===== SUPPLIED DATA

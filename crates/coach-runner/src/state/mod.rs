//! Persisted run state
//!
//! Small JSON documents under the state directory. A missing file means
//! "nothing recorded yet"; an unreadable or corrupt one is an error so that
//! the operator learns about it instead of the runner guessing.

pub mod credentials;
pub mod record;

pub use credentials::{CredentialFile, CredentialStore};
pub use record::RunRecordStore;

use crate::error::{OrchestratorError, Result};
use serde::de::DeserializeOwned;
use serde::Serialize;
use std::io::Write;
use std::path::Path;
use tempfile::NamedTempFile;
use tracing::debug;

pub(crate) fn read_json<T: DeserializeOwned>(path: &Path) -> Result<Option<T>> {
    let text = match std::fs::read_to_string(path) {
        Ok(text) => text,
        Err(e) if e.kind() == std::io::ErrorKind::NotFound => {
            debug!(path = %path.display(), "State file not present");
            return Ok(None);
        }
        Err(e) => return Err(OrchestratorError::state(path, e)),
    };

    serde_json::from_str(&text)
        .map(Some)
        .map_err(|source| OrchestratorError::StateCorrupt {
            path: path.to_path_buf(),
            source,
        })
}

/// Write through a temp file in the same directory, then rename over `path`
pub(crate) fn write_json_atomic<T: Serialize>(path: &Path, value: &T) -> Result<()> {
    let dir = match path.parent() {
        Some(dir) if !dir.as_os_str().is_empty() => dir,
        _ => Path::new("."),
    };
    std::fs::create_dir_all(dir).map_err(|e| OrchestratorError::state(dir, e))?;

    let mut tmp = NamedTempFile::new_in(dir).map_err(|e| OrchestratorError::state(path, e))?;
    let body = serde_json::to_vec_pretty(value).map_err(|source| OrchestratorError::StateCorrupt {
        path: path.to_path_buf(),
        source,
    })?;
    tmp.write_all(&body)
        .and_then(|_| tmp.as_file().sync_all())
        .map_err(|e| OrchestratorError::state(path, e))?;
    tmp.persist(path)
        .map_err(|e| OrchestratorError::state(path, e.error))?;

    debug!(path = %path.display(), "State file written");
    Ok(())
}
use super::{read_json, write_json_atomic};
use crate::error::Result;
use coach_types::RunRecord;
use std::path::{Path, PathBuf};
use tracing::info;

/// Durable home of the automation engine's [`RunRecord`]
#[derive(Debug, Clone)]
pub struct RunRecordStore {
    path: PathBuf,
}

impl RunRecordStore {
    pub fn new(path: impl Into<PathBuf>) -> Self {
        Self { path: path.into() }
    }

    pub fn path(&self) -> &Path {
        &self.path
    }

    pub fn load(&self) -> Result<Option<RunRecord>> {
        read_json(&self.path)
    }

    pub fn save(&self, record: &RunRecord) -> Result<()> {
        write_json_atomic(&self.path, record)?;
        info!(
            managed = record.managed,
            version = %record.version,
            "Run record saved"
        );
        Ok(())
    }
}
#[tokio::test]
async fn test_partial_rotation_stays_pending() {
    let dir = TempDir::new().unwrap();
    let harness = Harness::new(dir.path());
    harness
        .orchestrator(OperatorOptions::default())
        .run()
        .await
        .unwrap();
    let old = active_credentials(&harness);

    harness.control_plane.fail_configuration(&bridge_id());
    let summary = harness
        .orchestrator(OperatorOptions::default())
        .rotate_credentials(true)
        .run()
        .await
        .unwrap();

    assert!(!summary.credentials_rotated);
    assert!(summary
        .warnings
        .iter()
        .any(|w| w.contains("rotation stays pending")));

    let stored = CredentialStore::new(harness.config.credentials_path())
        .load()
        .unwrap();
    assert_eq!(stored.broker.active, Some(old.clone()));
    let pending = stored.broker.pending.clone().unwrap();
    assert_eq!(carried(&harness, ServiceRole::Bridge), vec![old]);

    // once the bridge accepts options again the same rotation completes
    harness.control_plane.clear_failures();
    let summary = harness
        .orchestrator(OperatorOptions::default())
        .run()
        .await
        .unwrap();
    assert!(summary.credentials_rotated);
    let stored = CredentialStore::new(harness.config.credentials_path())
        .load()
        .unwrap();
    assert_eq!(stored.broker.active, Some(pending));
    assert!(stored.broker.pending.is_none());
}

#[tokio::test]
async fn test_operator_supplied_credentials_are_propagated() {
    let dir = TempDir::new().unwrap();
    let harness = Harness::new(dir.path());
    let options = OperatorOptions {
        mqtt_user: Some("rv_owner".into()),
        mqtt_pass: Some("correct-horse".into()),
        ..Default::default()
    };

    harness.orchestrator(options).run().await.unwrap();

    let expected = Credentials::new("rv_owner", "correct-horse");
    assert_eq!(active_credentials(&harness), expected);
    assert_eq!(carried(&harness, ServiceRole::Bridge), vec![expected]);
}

==========

* WORK INSTRUCTION
When you answer, return the records above exactly as they stand.

* ANSWER
filename crates/coach-runner/src/state/mod.rs
//! Persisted run state
//!
//! Small JSON documents under the state directory. A missing file means
//! "nothing recorded yet"; an unreadable or corrupt one is an error so that
//! the operator learns about it instead of the runner guessing.

pub mod credentials;
pub mod record;

pub use credentials::{CredentialFile, CredentialStore};
pub use record::RunRecordStore;

use crate::error::{OrchestratorError, Result};
use serde::de::DeserializeOwned;
use serde::Serialize;
use std::io::Write;
use std::path::Path;
use tempfile::NamedTempFile;
use tracing::debug;

pub(crate) fn read_json<T: DeserializeOwned>(path: &Path) -> Result<Option<T>> {
    let text = match std::fs::read_to_string(path) {
        Ok(text) => text,
        Err(e) if e.kind() == std::io::ErrorKind::NotFound => {
            debug!(path = %path.display(), "State file not present");
            return Ok(None);
        }
        Err(e) => return Err(OrchestratorError::state(path, e)),
    };

    serde_json::from_str(&text)
        .map(Some)
        .map_err(|source| OrchestratorError::StateCorrupt {
            path: path.to_path_buf(),
            source,
        })
}

/// Write through a temp file in the same directory, then rename over `path`
pub(crate) fn write_json_atomic<T: Serialize>(path: &Path, value: &T) -> Result<()> {
    let dir = match path.parent() {
        Some(dir) if !dir.as_os_str().is_empty() => dir,
        _ => Path::new("."),
    };
    std::fs::create_dir_all(dir).map_err(|e| OrchestratorError::state(dir, e))?;

    let mut tmp = NamedTempFile::new_in(dir).map_err(|e| OrchestratorError::state(path, e))?;
    let body = serde_json::to_vec_pretty(value).map_err(|source| OrchestratorError::StateCorrupt {
        path: path.to_path_buf(),
        source,
    })?;
    tmp.write_all(&body)
        .and_then(|_| tmp.as_file().sync_all())
        .map_err(|e| OrchestratorError::state(path, e))?;
    tmp.persist(path)
        .map_err(|e| OrchestratorError::state(path, e.error))?;

    debug!(path = %path.display(), "State file written");
    Ok(())
}
use super::{read_json, write_json_atomic};
use crate::error::Result;
use coach_types::RunRecord;
use std::path::{Path, PathBuf};
use tracing::info;

/// Durable home of the automation engine's [`RunRecord`]
#[derive(Debug, Clone)]
pub struct RunRecordStore {
    path: PathBuf,
}

impl RunRecordStore {
    pub fn new(path: impl Into<PathBuf>) -> Self {
        Self { path: path.into() }
    }

    pub fn path(&self) -> &Path {
        &self.path
    }

    pub fn load(&self) -> Result<Option<RunRecord>> {
        read_json(&self.path)
    }

    pub fn save(&self, record: &RunRecord) -> Result<()> {
        write_json_atomic(&self.path, record)?;
        info!(
            managed = record.managed,
            version = %record.version,
            "Run record saved"
        );
        Ok(())
    }
}
#[tokio::test]
async fn test_partial_rotation_stays_pending() {
    let dir = TempDir::new().unwrap();
    let harness = Harness::new(dir.path());
    harness
        .orchestrator(OperatorOptions::default())
        .run()
        .await
        .unwrap();
    let old = active_credentials(&harness);

    harness.control_plane.fail_configuration(&bridge_id());
    let summary = harness
        .orchestrator(OperatorOptions::default())
        .rotate_credentials(true)
        .run()
        .await
        .unwrap();

    assert!(!summary.credentials_rotated);
    assert!(summary
        .warnings
        .iter()
        .any(|w| w.contains("rotation stays pending")));

    let stored = CredentialStore::new(harness.config.credentials_path())
        .load()
        .unwrap();
    assert_eq!(stored.broker.active, Some(old.clone()));
    let pending = stored.broker.pending.clone().unwrap();
    assert_eq!(carried(&harness, ServiceRole::Bridge), vec![old]);

    // once the bridge accepts options again the same rotation completes
    harness.control_plane.clear_failures();
    let summary = harness
        .orchestrator(OperatorOptions::default())
        .run()
        .await
        .unwrap();
    assert!(summary.credentials_rotated);
    let stored = CredentialStore::new(harness.config.credentials_path())
        .load()
        .unwrap();
    assert_eq!(stored.broker.active, Some(pending));
    assert!(stored.broker.pending.is_none());
}

#[tokio::test]
async fn test_operator_supplied_credentials_are_propagated() {
    let dir = TempDir::new().unwrap();
    let harness = Harness::new(dir.path());
    let options = OperatorOptions {
        mqtt_user: Some("rv_owner".into()),
        mqtt_pass: Some("correct-horse".into()),
        ..Default::default()
    };

    harness.orchestrator(options).run().await.unwrap();

    let expected = Credentials::new("rv_owner", "correct-horse");
    assert_eq!(active_credentials(&harness), expected);
    assert_eq!(carried(&harness, ServiceRole::Bridge), vec![expected]);
}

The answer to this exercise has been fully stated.